What is an Elimination Diet and Why the Heck Did I Try One?

First things first, an elimination diet is not about losing weight. Y'all...the older I get, the more I realize that my body has a happy point, weight-wise. I also have a happy point, and that is a life WITH cookies, not without them. This is not about "bad foods" vs. "good foods." I hesitated to share this little experiment. It makes me feel vulnerable and a bit anxious, but well, talking about food is what we do here, so let's do it. 


The idea of the elimination is to pare down your diet to remove inflammatory foods for two weeks, then work different categories of food back in, one at a time, to see if your body reacts. For example, the first food group I added in was citrus, the second was nightshades (tomatoes, potatoes, chile pepper, etc.). You can change the order of categories you're reintroducing. I added in sugar and chocolate before sesame. I guess that's what they call "being on brand?"  


The Elimination Diet book

I used the book The Elimination Diet as a guide through the process. It is super helpful and has some great recipes that'll keep you from two weeks of eating nothing but spinach and chicken breasts. Several recipes are now in our regular rotation. Now, the book does call for a 2-day juice/smoothie "detoxification" kickstart. I skipped that. I don't have a juicer...and mama needs some real food. Ha. 


I've always had "tummy issues." Nothing serious...nothing debilitating. For the most part, I feel good. My mom lived with ulcerative colitis her entire adult life. Thankfully, that is not an issue for me because when she had a flare-up, it was not fun for her, to put it mildly. But, over the years, I noticed that after eating certain foods, I'd want to change into my PJs, curl up on the couch, and do nothing but watch 7 hours of The Office. 


A few things happened during the pandemic. 


  1. I developed an eye/eyelid issue that took FOREVER to clear up.
  2. My skin started itching. (I thought maybe it was too much hand sanitizer.)
  3. One day, I ate a big bowl of cherries for lunch and ended up with one of the worst stomach aches in recent memory. 
bitteresweet chocolate chips


Chocolate Chip Withdrawl is real. The first few days of the elimination diet were ROUGH. It reminded me of when I quit coffee in the mornings. Headache. Fatigue. Lethargy.  A big case of the ughs.  After a few days, I started to feel good again. In those two weeks, I washed and prepped and ate more vegetables than I ever have in my life. I made my own sunflower butter. I made rice milk


coconut butter


The book opened my eyes to foods I'd never eaten...sunflower seeds and coconut butter, to name two. I also found that some typically non-inflammatory foods are not good for my body. Hello and goodbye, pumpkin seeds. 

tomato cookies


I'm pretty much at the end of the process now. It seems my itching is caused by tomatoes and chile pepper!!! This was a shock. I never gave tomatoes a second thought, but I had been eating a lot of them (and other nightshades) in the form of salsa, tomato sauce, cayenne, etc. I'm not going to stop eating tomato products altogether, but I have an awareness and will not have tomato-based sauces and condiments at every meal. 

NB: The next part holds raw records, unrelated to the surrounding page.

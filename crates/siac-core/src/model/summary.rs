use serde::Serialize;

/// Fleet-wide counters shown on the dashboard landing page.
#[derive(Debug, Clone, Default, PartialEq, Serialize)]
pub struct DashboardSummary {
    pub total_devices: u64,
    pub alerts_24h: u64,
    pub active_alerts: u64,
    pub anomalies_24h: u64,
    pub telemetry_24h: u64,
    pub data_volume_today_gb: f64,
    pub system_status: Option<String>,
}
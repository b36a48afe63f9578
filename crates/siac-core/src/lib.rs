// siac-core: Reconciled view-model between siac-api and consumers (CLI).

pub mod action;
pub mod backend;
pub mod config;
pub mod controller;
pub mod convert;
pub mod error;
pub mod fetcher;
pub mod model;
pub mod notice;
pub mod store;
pub mod stream;

#[cfg(test)]
#[allow(clippy::unwrap_used)]
mod testing;

// ── Primary re-exports ──────────────────────────────────────────────
pub use action::{
    Action, ActionDispatcher, ActionKind, ActionOutcome, ActionState, Confirmed, DevicePatch,
    NewDevice, PendingAction,
};
pub use backend::{ActionResponse, ApiBackend, Backend, Snapshot};
pub use config::{FetchLimits, PollSchedule, SyncConfig, derive_stream_url};
pub use controller::Controller;
pub use error::CoreError;
pub use fetcher::{RefreshOutcome, SnapshotFetcher};
pub use notice::Notice;
pub use store::{
    DataStore, EntityChange, EntityCollection, PushApplied, SnapshotDiff, Subscription,
    UpsertOutcome,
};
pub use stream::{AlertFilter, ChangeFeed, DeviceFilter, EntityStream, EntityWatchStream};

// Connection types come from the transport layer unchanged.
pub use siac_api::{ConnectionState, ReconnectConfig, TlsMode};

pub use model::{
    Alert, AlertSeverity, DashboardSummary, Device, DeviceStatus, Entity, EntityKind, EntityRef,
    IntrusionEvent, Record, ResourceKind, Source, TelemetryReading,
};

Happily, some foods I thought I couldn't eat, I actually can, just not in vast quantities. When you work in your kitchen, it's easy to go a little overboard. Those cherries that caused me pain? I can still eat them, but not a beach ball-sized bowl on an empty stomach.


The elimination diet was a real eye-opener for me. I was afraid that I was "looking for trouble" in a sense and would be lead to restrict my diet. The truth is, it made me expand my palate to new things with a greater awareness of how my body reacts to certain foods. 

Is there a food your body is sensitive to? Are you with me in the too-much-salsa-makes-me-itch club?